La comune volontà dei genitori può essere espressa dinanzi alle autorità di Stato Civile locale e deve essere, in tal caso, riportata nell’atto di nascita o in un documento allegato. Laddove tale volontà non sia stata espressa dinanzi alle autorità locali, si fa salva la possibilità per i genitori (entrambi di cittadinanza italiana) di manifestare la volontà comune presso gli Uffici consolari competenti contestualmente alla richiesta di trascrizione dell’atto di nascita firmato dalle autorità turche.
MATRIMONIO
Il matrimonio celebrato in Turchia per avere valore in Italia deve essere trascritto presso il Comune competente.

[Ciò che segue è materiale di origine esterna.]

mod args;

use args::{Cli, Commands};
use clap::Parser;

use std::fs;
use std::time::Instant;

use thiserror::Error;

use xtsmode::{
    AesBlockCipher, DATA_UNIT_SIZE, Direction, Xts, decode_hex, encode_hex, random_xts_key,
};

// IEEE 1619 test vector 10 (XTS-AES-256, data unit 0xff).
const VECTOR_10_DATA_KEY: &str =
    "2718281828459045235360287471352662497757247093699959574966967627";
const VECTOR_10_TWEAK_KEY: &str =
    "3141592653589793238462643383279502884197169399375105820974944592";
const VECTOR_10_DATA_UNIT: &str = "00000000000000ff";
const VECTOR_10_PLAINTEXT: &str = "\
    000102030405060708090a0b0c0d0e0f101112131415161718191a1b1c1d1e1f\
    202122232425262728292a2b2c2d2e2f303132333435363738393a3b3c3d3e3f\
    404142434445464748494a4b4c4d4e4f505152535455565758595a5b5c5d5e5f\
    606162636465666768696a6b6c6d6e6f707172737475767778797a7b7c7d7e7f\
    808182838485868788898a8b8c8d8e8f909192939495969798999a9b9c9d9e9f\
    a0a1a2a3a4a5a6a7a8a9aaabacadaeafb0b1b2b3b4b5b6b7b8b9babbbcbdbebf\
    c0c1c2c3c4c5c6c7c8c9cacbcccdcecfd0d1d2d3d4d5d6d7d8d9dadbdcdddedf\
    e0e1e2e3e4e5e6e7e8e9eaebecedeeeff0f1f2f3f4f5f6f7f8f9fafbfcfdfeff\
    000102030405060708090a0b0c0d0e0f101112131415161718191a1b1c1d1e1f\
    202122232425262728292a2b2c2d2e2f303132333435363738393a3b3c3d3e3f\
    404142434445464748494a4b4c4d4e4f505152535455565758595a5b5c5d5e5f\
    606162636465666768696a6b6c6d6e6f707172737475767778797a7b7c7d7e7f\
    808182838485868788898a8b8c8d8e8f909192939495969798999a9b9c9d9e9f\
    a0a1a2a3a4a5a6a7a8a9aaabacadaeafb0b1b2b3b4b5b6b7b8b9babbbcbdbebf\
    c0c1c2c3c4c5c6c7c8c9cacbcccdcecfd0d1d2d3d4d5d6d7d8d9dadbdcdddedf\
    e0e1e2e3e4e5e6e7e8e9eaebecedeeeff0f1f2f3f4f5f6f7f8f9fafbfcfdfeff";
const VECTOR_10_CIPHERTEXT: &str = "\
    1c3b3a102f770386e4836c99e370cf9bea00803f5e482357a4ae12d414a3e63b\
    5d31e276f8fe4a8d66b317f9ac683f44680a86ac35adfc3345befecb4bb188fd\
    5776926c49a3095eb108fd1098baec70aaa66999a72a82f27d848b21d4a741b0\
    c5cd4d5fff9dac89aeba122961d03a757123e9870f8acf1000020887891429ca\
    2a3e7a7d7df7b10355165c8b9a6d0a7de8b062c4500dc4cd120c0f7418dae3d0\
    b5781c34803fa75421c790dfe1de1834f280d7667b327f6c8cd7557e12ac3a0f\
    93ec05c52e0493ef31a12d3d9260f79a289d6a379bc70c50841473d1a8cc81ec\
    583e9645e07b8d9670655ba5bbcfecc6dc3966380ad8fecb17b6ba02469a020a\
    84e18e8f84252070c13e9f1f289be54fbc481457778f616015e1327a02b140f1\
    505eb309326d68378f8374595c849d84f4c333ec4423885143cb47bd71c5edae\
    9be69a2ffeceb1bec9de244fbe15992b11b77c040f12bd8f6a975a44a0f90c29\
    a9abc3d4d893927284c58754cce294529f8614dcd2aba991925fedc4ae74ffac\
    6e333b93eb4aff0479da9a410e4450e0dd7ae4c6e2910900575da401fc07059f\
    645e8b7e9bfdef33943054ff84011493c27b3429eaedb4ed5376441a77ed4385\
    1ad77f16f541dfd269d50d6a5f14fb0aab1cbb4c1550be97f7ab4066193c4caa\
    773dad38014bd2092fa755c824bb5e54c4f36ffda9fcea70b9c6e693e148c151";

#[derive(Debug, Error)]
pub enum CliError {
    #[error("input length {0} is not a multiple of the 512-byte data unit (no ciphertext stealing)")]
    UnalignedInput(usize),

    #[error("key file must hold data key then tweak key (32 or 64 bytes), got {0} bytes")]
    BadKeyFile(usize),

    #[error("IEEE 1619 self-test failed")]
    SelftestFailed,

    #[error(transparent)]
    Io(#[from] std::io::Error),

    #[error(transparent)]
    Xts(#[from] xtsmode::Error),
}

fn main() {
    if let Err(e) = xts_cli() {
        eprintln!("error: {e}");
        std::process::exit(1);
    }
}

fn xts_cli() -> Result<(), CliError> {
    let args = Cli::parse();

    match args.command {
        Commands::Encrypt(enc) => {
            let input_path = enc.common.input; // move ownership
            let output_path = enc.common.output;
            let key_path = enc.common.key;

            // read plaintext from input_path
            let plaintext = fs::read(input_path)?;

            // read or generate key
            let key = if enc.gen_key {
                let rand_key = match enc.key_size {
                    args::KeySize::Bits128 => random_xts_key(16)?,
                    args::KeySize::Bits256 => random_xts_key(32)?,
                };
                fs::write(key_path, &rand_key)?;
                rand_key
            } else {
                // read key from key_path
                fs::read(key_path)?
            };

            let start = Instant::now();
            let ciphertext =
                process_sectors(&plaintext, &key, Direction::Encrypt, enc.common.sector)?;
            let duration = start.elapsed();

            fs::write(output_path, &ciphertext)?;
            println!(
                "Encrypted {} bytes in {} ms",
                plaintext.len(),
                duration.as_millis()
            );
            Ok(())
        }
        Commands::Decrypt(common) => {
            let ciphertext = fs::read(common.input)?;
            let key = fs::read(common.key)?;

            let start = Instant::now();
            let plaintext = process_sectors(&ciphertext, &key, Direction::Decrypt, common.sector)?;
            let duration = start.elapsed();

            fs::write(common.output, &plaintext)?;
            println!(
                "Decrypted {} bytes in {} ms",
                plaintext.len(),
                duration.as_millis()
            );
            Ok(())
        }
        Commands::Selftest => selftest(),
    }
}

/// Runs every full data unit of `data` through one XTS engine, with data-unit numbers
/// counting up from `start_sector`.
fn process_sectors(
    data: &[u8],
    key: &[u8],
    direction: Direction,
    start_sector: u64,
) -> Result<Vec<u8>, CliError> {
    if data.len() % DATA_UNIT_SIZE != 0 {
        return Err(CliError::UnalignedInput(data.len()));
    }
    if key.len() != 32 && key.len() != 64 {
        return Err(CliError::BadKeyFile(key.len()));
    }

    let (data_key, tweak_key) = key.split_at(key.len() / 2);
    let cipher = AesBlockCipher::new(data_key, direction)?;
    // The tweak cipher always encrypts, regardless of payload direction.
    let tweak_cipher = AesBlockCipher::new(tweak_key, Direction::Encrypt)?;
    let mut xts = Xts::new(cipher, tweak_cipher)?;

    let mut out = vec![0u8; data.len()];
    for (i, (sector_in, sector_out)) in data
        .chunks_exact(DATA_UNIT_SIZE)
        .zip(out.chunks_exact_mut(DATA_UNIT_SIZE))
        .enumerate()
    {
        xts.process_data_unit(sector_in, sector_out, start_sector + i as u64)?;
    }

    Ok(out)
}

/// Feeds IEEE 1619 test vector 10 through the engine: one encrypt, a cipher swap, one
/// decrypt, and a textual pass/fail for each direction.
fn selftest() -> Result<(), CliError> {
    let data_key = decode_hex(VECTOR_10_DATA_KEY)?;
    let tweak_key = decode_hex(VECTOR_10_TWEAK_KEY)?;
    let plaintext = decode_hex(VECTOR_10_PLAINTEXT)?;
    let ciphertext = decode_hex(VECTOR_10_CIPHERTEXT)?;

    let data_unit_bytes = decode_hex(VECTOR_10_DATA_UNIT)?;
    let data_unit_number = u64::from_be_bytes(
        data_unit_bytes
            .as_slice()
            .try_into()
            .expect("data-unit constant is 8 bytes"),
    );

    println!("====================================================");
    println!("IEEE 1619 test vector 10");
    println!("Key:              {VECTOR_10_DATA_KEY}");
    println!("Tweak key:        {VECTOR_10_TWEAK_KEY}");
    println!("Data unit number: {data_unit_number}");
    println!("====================================================");

    let cipher = AesBlockCipher::new(&data_key, Direction::Encrypt)?;
    let tweak_cipher = AesBlockCipher::new(&tweak_key, Direction::Encrypt)?;
    let mut xts = Xts::new(cipher, tweak_cipher)?;

    // Encrypt
    let mut created_ciphertext = vec![0u8; xts.data_unit_size()];
    xts.process_data_unit(&plaintext, &mut created_ciphertext, data_unit_number)?;

    println!("Ciphertext:       {}", encode_hex(&created_ciphertext));
    let encrypt_ok = created_ciphertext == ciphertext;
    if encrypt_ok {
        println!("Ciphertext matches IEEE 1619 test vector 10");
    } else {
        println!("Ciphertext does not match IEEE 1619 test vector 10");
    }

    // Decrypt
    xts.reset_cipher(AesBlockCipher::new(&data_key, Direction::Decrypt)?);
    let mut decrypted_plaintext = vec![0u8; xts.data_unit_size()];
    xts.process_data_unit(&ciphertext, &mut decrypted_plaintext, data_unit_number)?;

    println!("Plaintext:        {}", encode_hex(&decrypted_plaintext));
    let decrypt_ok = decrypted_plaintext == plaintext;
    if decrypt_ok {
        println!("Plaintext matches IEEE 1619 test vector 10");
    } else {
        println!("Plaintext does not match IEEE 1619 test vector 10");
    }

    if encrypt_ok && decrypt_ok {
        Ok(())
    } else {
        Err(CliError::SelftestFailed)
    }
}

Il cittadino italiano regolarmente iscritto all’AIRE dovrà rivolgersi all’Ufficio consolare per richiedere le pubblicazioni di matrimonio e potrà poi contrarre matrimonio innanzi alle Autorità straniere competenti o presso il consolato. Gli uffici consolari italiani in Turchia possono celebrare il matrimonio consolare esclusivamente tra due cittadini italiani.

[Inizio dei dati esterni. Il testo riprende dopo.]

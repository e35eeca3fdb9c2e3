use aes::cipher::{BlockDecrypt, BlockEncrypt, KeyInit, generic_array::GenericArray};
use aes::{Aes128, Aes256};
use rand::TryRngCore;
use rand::rngs::OsRng;

use crate::xts_lib::error::{Error, Result};

/// A block-cipher primitive with its key and direction fixed at construction.
///
/// This is the only capability the XTS engine consumes: it never sees key material and
/// never chooses a direction. Implementations take `&mut self` because real primitives
/// commonly hold mutable scratch state.
pub trait BlockCipher {
    /// Name of the algorithm, e.g. `"AES-256"`. The engine compares these at
    /// construction to reject mismatched cipher pairs.
    fn algorithm_name(&self) -> &str;

    /// Fixed block size in bytes.
    fn block_size(&self) -> usize;

    /// Transform exactly one block in place, encrypting or decrypting according to the
    /// direction fixed when the primitive was built. `block` must be exactly
    /// [`block_size`](Self::block_size) bytes.
    fn process_block(&mut self, block: &mut [u8]);
}

/// Whether a primitive encrypts or decrypts. Fixed at construction, like the
/// `forEncryption` flag of a classic block-cipher engine.
#[derive(Copy, Clone, Debug, Eq, PartialEq)]
pub enum Direction {
    Encrypt,
    Decrypt,
}

enum AesKernel {
    Aes128(Aes128),
    Aes256(Aes256),
}

/// AES primitive implementing [`BlockCipher`], backed by the `aes` crate.
///
/// Key length selects the variant: 16 bytes gives AES-128, 32 bytes AES-256 (the two
/// variants XTS is defined for in IEEE 1619).
pub struct AesBlockCipher {
    kernel: AesKernel,
    direction: Direction,
}

impl AesBlockCipher {
    pub fn new(key: &[u8], direction: Direction) -> Result<Self> {
        let kernel = match key.len() {
            16 => AesKernel::Aes128(Aes128::new(GenericArray::from_slice(key))),
            32 => AesKernel::Aes256(Aes256::new(GenericArray::from_slice(key))),
            len => return Err(Error::InvalidKeyLength { len }),
        };
        Ok(Self { kernel, direction })
    }

    /// Getter for the direction this primitive was built with.
    pub fn direction(&self) -> Direction {
        self.direction
    }
}

impl BlockCipher for AesBlockCipher {
    fn algorithm_name(&self) -> &str {
        match self.kernel {
            AesKernel::Aes128(_) => "AES-128",
            AesKernel::Aes256(_) => "AES-256",
        }
    }

    fn block_size(&self) -> usize {
        16
    }

    fn process_block(&mut self, block: &mut [u8]) {
        let block = GenericArray::from_mut_slice(block);
        match (&self.kernel, self.direction) {
            (AesKernel::Aes128(aes), Direction::Encrypt) => aes.encrypt_block(block),
            (AesKernel::Aes128(aes), Direction::Decrypt) => aes.decrypt_block(block),
            (AesKernel::Aes256(aes), Direction::Encrypt) => aes.encrypt_block(block),
            (AesKernel::Aes256(aes), Direction::Decrypt) => aes.decrypt_block(block),
        }
    }
}

/// Generates a random XTS key: data key and tweak key concatenated, each of
/// `key_len` bytes (16 or 32).
pub fn random_xts_key(key_len: usize) -> Result<Vec<u8>> {
    if key_len != 16 && key_len != 32 {
        return Err(Error::InvalidKeyLength { len: key_len });
    }
    let mut key = vec![0u8; key_len * 2];
    OsRng.try_fill_bytes(&mut key)?;
    Ok(key)
}

#[cfg(test)]
mod tests {
    use super::*;

    #[test]
    fn rejects_bad_key_lengths() {
        for len in [0, 15, 17, 24, 33] {
            let result = AesBlockCipher::new(&vec![0u8; len], Direction::Encrypt);
            assert!(matches!(result, Err(Error::InvalidKeyLength { len: l }) if l == len));
        }
    }

    #[test]
    fn algorithm_names_follow_key_length() -> Result<()> {
        let aes128 = AesBlockCipher::new(&[0u8; 16], Direction::Encrypt)?;
        let aes256 = AesBlockCipher::new(&[0u8; 32], Direction::Encrypt)?;
        assert_eq!("AES-128", aes128.algorithm_name());
        assert_eq!("AES-256", aes256.algorithm_name());
        assert_eq!(16, aes128.block_size());
        assert_eq!(16, aes256.block_size());
        Ok(())
    }

    #[test]
    fn decrypt_inverts_encrypt() -> Result<()> {
        let key = random_xts_key(32)?;
        let mut enc = AesBlockCipher::new(&key[..32], Direction::Encrypt)?;
        let mut dec = AesBlockCipher::new(&key[..32], Direction::Decrypt)?;

        let original: [u8; 16] = *b"sixteen byte msg";
        let mut block = original;
        enc.process_block(&mut block);
        assert_ne!(original, block);
        dec.process_block(&mut block);
        assert_eq!(original, block);
        Ok(())
    }

    #[test]
    fn random_key_has_requested_length() -> Result<()> {
        assert_eq!(32, random_xts_key(16)?.len());
        assert_eq!(64, random_xts_key(32)?.len());
        assert!(matches!(
            random_xts_key(24),
            Err(Error::InvalidKeyLength { len: 24 })
        ));
        Ok(())
    }
}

Il cittadino italiano residente in Italia dovrà invece rivolgersi al comune di residenza per richiedere le pubblicazioni di matrimonio e potrà poi contrarre matrimonio innanzi alle Autorità straniere.

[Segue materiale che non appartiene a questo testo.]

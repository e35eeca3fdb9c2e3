use rand::rand_core;
use thiserror::Error;

/// XTS Result type.
pub type Result<T> = std::result::Result<T, Error>;

/// XTS Error type.
#[derive(Debug, Error)]
#[non_exhaustive]
pub enum Error {
    /// Data cipher and tweak cipher report different algorithms. The engine refuses to
    /// construct, because mismatched primitives would desynchronize tweak generation
    /// from payload processing.
    #[error("cipher algorithm mismatch: data cipher is {data}, tweak cipher is {tweak}")]
    AlgorithmMismatch { data: String, tweak: String },

    /// A buffer handed to the engine failed a length precondition. Raised before any
    /// output byte is written.
    #[error("invalid length: {len} bytes ({context})")]
    InvalidLength { len: usize, context: &'static str },

    /// Attempted to build an AES primitive with a key that is not 128 or 256 bits.
    #[error("invalid key length: {len} bytes (expected 16 or 32)")]
    InvalidKeyLength { len: usize },

    /// Provided a hex string that could not be decoded.
    #[error("invalid hex string ({context})")]
    InvalidHex { context: &'static str },

    /// OS RNG failed during random key generation.
    #[error("OS RNG failed in random key generation")]
    Rng(#[from] rand_core::OsError),
}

Sarà cura dell’interessato poi presentare al Consolato competente l’atto di matrimonio rilasciato dalle Autorità locali, con la relativa traduzione ed eventuale legalizzazione, per il successivo inoltro al comune italiano competente per la trascrizione.
DIVORZIO
Una sentenza di divorzio pronunciata in Turchia non è considerata automaticamente valida in Italia.
I documenti che occorrono per la trascrizione sono:
- la sentenza passata in giudicato (originale o copia autenticata);
- la traduzione ufficiale della sentenza;
- la dichiarazione sostitutiva di atto notorio;
- una fotocopia di tutta la documentazione presentata.
Questi documenti debbono essere in copia certificata conforme con bollo autentico del Tribunale.
Se i documenti sono validi secondo la legislazione del luogo di emissione, l’Ufficio consolare provvede all’invio dei documenti al Comune italiano per la registrazione della sentenza.
MORTE
La morte di un cittadino italiano avvenuta in Turchia deve essere trascritta in Italia.
I documenti necessari per registrare il decesso sono:
- atto di morte emesso dal competente Ufficio di Stato Civile del Paese di residenza, debitamente tradotto e legalizzato presso la Prefettura Turca col timbro APOSTILLE (in quanto sia l’Italia che la Turchia sono firmatarie della Convenzione dell’Aja del 5 ottobre 1961);
- documentazione relativa alla cittadinanza del defunto: carta d’identità, passaporto.
Tutti i certificati di stato civile emessi dalle locali autorità dovranno essere presentati in originale e, ove previsto, legalizzati e tradotti in italiano, al fine dell’invio da parte dei consolati ai comuni competenti.